• [WHAT YOU HAVE TO DO]: The lines wanted run from the first one below through the one with "use std::time::Instant;". Return them exactly.

Records excerpted from a collection
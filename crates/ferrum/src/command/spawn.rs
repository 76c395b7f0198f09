//! Stream wiring and process spawning for command values
//!
//! The spawn walk assembles a [`SpawnSpec`] from the outside in: each
//! redirection claims its stream slot (failing if it is already spoken for)
//! and the innermost bound command turns the spec into an actual child
//! process.

use std::fs::File;
use std::io::{self, Seek, SeekFrom, Write};
use std::os::fd::OwnedFd;
use std::process::Stdio;
use std::sync::atomic::AtomicBool;
use std::sync::Arc;
use std::time::Instant;

use ferrum_core::{FerrumError, Result};

use crate::command::grammar::{BoundCommand, Cmd, RedirectTarget};
use crate::execution::future::RunFuture;
use crate::execution::process::{RunOptions, RunOutput, RunningProcess};

/// Stdin-data is buffered to a temp file in chunks of this size.
const CHUNK_SIZE: usize = 16_000;

/// What one standard stream of a spawn is wired to.
pub(crate) enum Slot {
    /// Capture through a pipe (the default).
    Piped,
    /// Inherit the parent's stream.
    Inherit,
    /// An open file; the child inherits a duplicate.
    Handle(File),
    /// Merge into stdout (stderr only).
    Merge,
}

impl Slot {
    fn is_default(&self) -> bool {
        matches!(self, Slot::Piped)
    }
}

pub(crate) struct SpawnSpec {
    pub(crate) stdin: Slot,
    pub(crate) stdout: Slot,
    pub(crate) stderr: Slot,
}

impl SpawnSpec {
    pub(crate) fn piped() -> Self {
        Self {
            stdin: Slot::Piped,
            stdout: Slot::Piped,
            stderr: Slot::Piped,
        }
    }

    pub(crate) fn inherited() -> Self {
        Self {
            stdin: Slot::Inherit,
            stdout: Slot::Inherit,
            stderr: Slot::Inherit,
        }
    }
}

fn nix_err(e: nix::Error) -> FerrumError {
    FerrumError::Io(io::Error::from_raw_os_error(e as i32))
}

/// Open a redirect target for the child. Path targets stay open only for
/// the duration of the spawn; handle targets are duplicated.
fn open_target(target: &RedirectTarget, write: bool) -> Result<File> {
    match target {
        RedirectTarget::Path(p) => {
            let file = if write {
                File::create(p.as_str())?
            } else {
                File::open(p.as_str())?
            };
            Ok(file)
        }
        RedirectTarget::Handle(f) => Ok(f.try_clone()?),
        RedirectTarget::MergeWithStdout => Err(FerrumError::Io(io::Error::new(
            io::ErrorKind::InvalidInput,
            "only stderr can merge with stdout",
        ))),
    }
}

impl Cmd {
    /// Spawn this command with all three standard streams captured.
    pub fn spawn(&self) -> Result<RunningProcess> {
        let mut proc = self.spawn_spec(SpawnSpec::piped())?;
        // diagnostics describe the whole composite, not just the innermost
        // spawn; a pipeline decodes with its source's encoding
        proc.argv = self.formulate(0);
        proc.encoding = self.encoding();
        Ok(proc)
    }

    pub(crate) fn spawn_spec(&self, mut spec: SpawnSpec) -> Result<RunningProcess> {
        match self {
            Cmd::Bound(bound) => bound.spawn(spec),

            Cmd::Pipeline { src, dst } => {
                let SpawnSpec {
                    stdin,
                    stdout,
                    stderr,
                } = spec;
                let src_spec = SpawnSpec {
                    stdin,
                    stdout: Slot::Piped,
                    stderr: Slot::Piped,
                };
                let mut src_proc = src.spawn_spec(src_spec)?;
                let src_out = src_proc.stdout_pipe.take().ok_or_else(|| {
                    FerrumError::Io(io::Error::other("pipeline source has no stdout pipe"))
                })?;
                let dst_spec = SpawnSpec {
                    stdin: Slot::Handle(src_out),
                    stdout,
                    stderr,
                };
                let mut dst_proc = match dst.spawn_spec(dst_spec) {
                    Ok(p) => p,
                    Err(e) => {
                        let _ = src_proc.kill();
                        return Err(e);
                    }
                };
                // drop our copy of the source's stderr so the source sees a
                // broken pipe if the destination exits first
                drop(src_proc.stderr_pipe.take());
                dst_proc.upstream = Some(Box::new(src_proc));
                Ok(dst_proc)
            }

            Cmd::StdoutRedirect(r) => {
                if !spec.stdout.is_default() {
                    return Err(FerrumError::Redirection { stream: "stdout" });
                }
                spec.stdout = Slot::Handle(open_target(&r.target, true)?);
                r.inner.spawn_spec(spec)
            }

            Cmd::StderrRedirect(r) => {
                if !spec.stderr.is_default() {
                    return Err(FerrumError::Redirection { stream: "stderr" });
                }
                spec.stderr = match &r.target {
                    RedirectTarget::MergeWithStdout => Slot::Merge,
                    other => Slot::Handle(open_target(other, true)?),
                };
                r.inner.spawn_spec(spec)
            }

            Cmd::StdinRedirect(r) => {
                if !spec.stdin.is_default() {
                    return Err(FerrumError::Redirection { stream: "stdin" });
                }
                spec.stdin = Slot::Handle(open_target(&r.target, false)?);
                r.inner.spawn_spec(spec)
            }

            Cmd::StdinDataRedirect(s) => {
                if !spec.stdin.is_default() {
                    return Err(FerrumError::Redirection { stream: "stdin" });
                }
                let mut buffer = tempfile::tempfile()?;
                for chunk in s.data.chunks(CHUNK_SIZE) {
                    buffer.write_all(chunk)?;
                }
                buffer.seek(SeekFrom::Start(0))?;
                spec.stdin = Slot::Handle(buffer);
                s.inner.spawn_spec(spec)
            }
        }
    }

    /// Spawn, wait, and validate with default options (exit code 0, no
    /// timeout).
    pub fn run(&self) -> Result<RunOutput> {
        self.run_with(RunOptions::new())
    }

    /// Spawn, wait, and validate.
    pub fn run_with(&self, opts: RunOptions) -> Result<RunOutput> {
        self.spawn()?.wait(&opts)
    }

    /// Run and return captured stdout.
    pub fn read(&self) -> Result<String> {
        Ok(self.run()?.stdout)
    }

    /// Spawn without waiting; the returned future collects the outcome.
    pub fn run_in_background(&self) -> Result<RunFuture> {
        self.run_in_background_with(RunOptions::new())
    }

    pub fn run_in_background_with(&self, opts: RunOptions) -> Result<RunFuture> {
        Ok(RunFuture::new(self.spawn()?, opts))
    }

    /// Run attached to the parent's stdin/stdout/stderr, for interactive
    /// programs. Nothing is captured.
    pub fn run_in_foreground(&self) -> Result<()> {
        self.run_in_foreground_with(RunOptions::new())
    }

    pub fn run_in_foreground_with(&self, opts: RunOptions) -> Result<()> {
        let mut proc = self.spawn_spec(SpawnSpec::inherited())?;
        proc.argv = self.formulate(0);
        proc.encoding = self.encoding();
        proc.wait(&opts).map(|_| ())
    }
}

impl BoundCommand {
    fn spawn(&self, spec: SpawnSpec) -> Result<RunningProcess> {
        let argv = self.formulate(0);
        let program = &self.program;
        let cwd = program
            .cwd
            .clone()
            .unwrap_or_else(|| program.machine.cwd.read().clone());
        let mut env = program.machine.env.read().clone();
        if let Some(overrides) = &program.env {
            env.update(overrides.iter().cloned());
        }

        log::debug!("running {:?}", argv);
        let mut command = std::process::Command::new(&argv[0]);
        command
            .args(&argv[1..])
            .current_dir(cwd.as_str())
            .env_clear()
            .envs(env.iter());

        match spec.stdin {
            Slot::Piped => command.stdin(Stdio::piped()),
            Slot::Inherit => command.stdin(Stdio::inherit()),
            Slot::Handle(f) => command.stdin(Stdio::from(f)),
            Slot::Merge => {
                return Err(FerrumError::Io(io::Error::new(
                    io::ErrorKind::InvalidInput,
                    "stdin cannot merge with stdout",
                )))
            }
        };

        let mut merge_reader: Option<File> = None;
        match (spec.stdout, spec.stderr) {
            (out_slot, Slot::Merge) => match out_slot {
                Slot::Piped => {
                    // one pipe, write end duplicated into both streams
                    let (read_end, write_end) = nix::unistd::pipe().map_err(nix_err)?;
                    let write_dup: OwnedFd = write_end.try_clone()?;
                    command.stdout(Stdio::from(write_end));
                    command.stderr(Stdio::from(write_dup));
                    merge_reader = Some(File::from(read_end));
                }
                Slot::Handle(f) => {
                    let dup = f.try_clone()?;
                    command.stdout(Stdio::from(f));
                    command.stderr(Stdio::from(dup));
                }
                Slot::Inherit | Slot::Merge => {
                    command.stdout(Stdio::inherit());
                    command.stderr(Stdio::inherit());
                }
            },
            (out_slot, err_slot) => {
                match out_slot {
                    Slot::Piped => command.stdout(Stdio::piped()),
                    Slot::Inherit => command.stdout(Stdio::inherit()),
                    Slot::Handle(f) => command.stdout(Stdio::from(f)),
                    Slot::Merge => command.stdout(Stdio::piped()),
                };
                match err_slot {
                    Slot::Piped => command.stderr(Stdio::piped()),
                    Slot::Inherit => command.stderr(Stdio::inherit()),
                    Slot::Handle(f) => command.stderr(Stdio::from(f)),
                    Slot::Merge => command.stderr(Stdio::piped()),
                };
            }
        }

        let mut child = command.spawn().map_err(|e| {
            FerrumError::Io(io::Error::new(
                e.kind(),
                format!("failed to spawn {:?}: {}", argv[0], e),
            ))
        })?;
        // nothing feeds a default stdin pipe; close it so the child sees EOF
        drop(child.stdin.take());

        let stdout_pipe = merge_reader.or_else(|| child.stdout.take().map(child_pipe));
        let stderr_pipe = child.stderr.take().map(child_err_pipe);

        Ok(RunningProcess {
            child,
            stdout_pipe,
            stderr_pipe,
            argv,
            encoding: program.encoding,
            started_at: Instant::now(),
            timed_out: Arc::new(AtomicBool::new(false)),
            upstream: None,
            watchdog: program.machine.watchdog.clone(),
        })
    }
}

fn child_pipe(stdout: std::process::ChildStdout) -> File {
    File::from(OwnedFd::from(stdout))
}

fn child_err_pipe(stderr: std::process::ChildStderr) -> File {
    File::from(OwnedFd::from(stderr))
}

#[cfg(test)]
mod tests {
    use super::*;
    use crate::machine::LocalMachine;

    #[test]
    fn double_stdout_redirect_fails_before_spawning() {
        let machine = LocalMachine::new();
        let tmp = machine.tempdir().unwrap();
        let a = tmp.path().join("a");
        let b = tmp.path().join("b");
        let cmd = machine
            .command_at("/bin/echo")
            .arg("x")
            .redirect_stdout(a.to_string_lossy().as_ref())
            .redirect_stdout(b.to_string_lossy().as_ref());
        match cmd.run() {
            Err(FerrumError::Redirection { stream }) => assert_eq!(stream, "stdout"),
            other => panic!("expected redirection error, got {:?}", other.map(|o| o.exit_code)),
        }
    }

    #[test]
    fn double_stdin_redirect_fails_even_with_data() {
        let machine = LocalMachine::new();
        let tmp = machine.tempdir().unwrap();
        let f = tmp.path().join("input");
        std::fs::write(&f, "x").unwrap();
        let cmd = machine
            .command_at("/bin/cat")
            .redirect_stdin(f.to_string_lossy().as_ref())
            .with_stdin_data("y");
        assert!(matches!(
            cmd.run(),
            Err(FerrumError::Redirection { stream: "stdin" })
        ));
    }

    #[test]
    fn stdin_data_buffers_large_payloads() {
        // larger than one buffering chunk
        let payload = "z".repeat(CHUNK_SIZE * 2 + 17);
        let machine = LocalMachine::new();
        let out = machine
            .command_at("/bin/cat")
            .with_stdin_data(payload.as_bytes())
            .run()
            .unwrap();
        assert_eq!(out.stdout.len(), payload.len());
    }
}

• [SOLUTION TO THIS TASK]:
filename crates/ferrum/src/command/spawn.rs
repository 76c395b7f0198f09
//! Stream wiring and process spawning for command values
//!
//! The spawn walk assembles a [`SpawnSpec`] from the outside in: each
//! redirection claims its stream slot (failing if it is already spoken for)
//! and the innermost bound command turns the spec into an actual child
//! process.

use std::fs::File;
use std::io::{self, Seek, SeekFrom, Write};
use std::os::fd::OwnedFd;
use std::process::Stdio;
use std::sync::atomic::AtomicBool;
use std::sync::Arc;
use std::time::Instant;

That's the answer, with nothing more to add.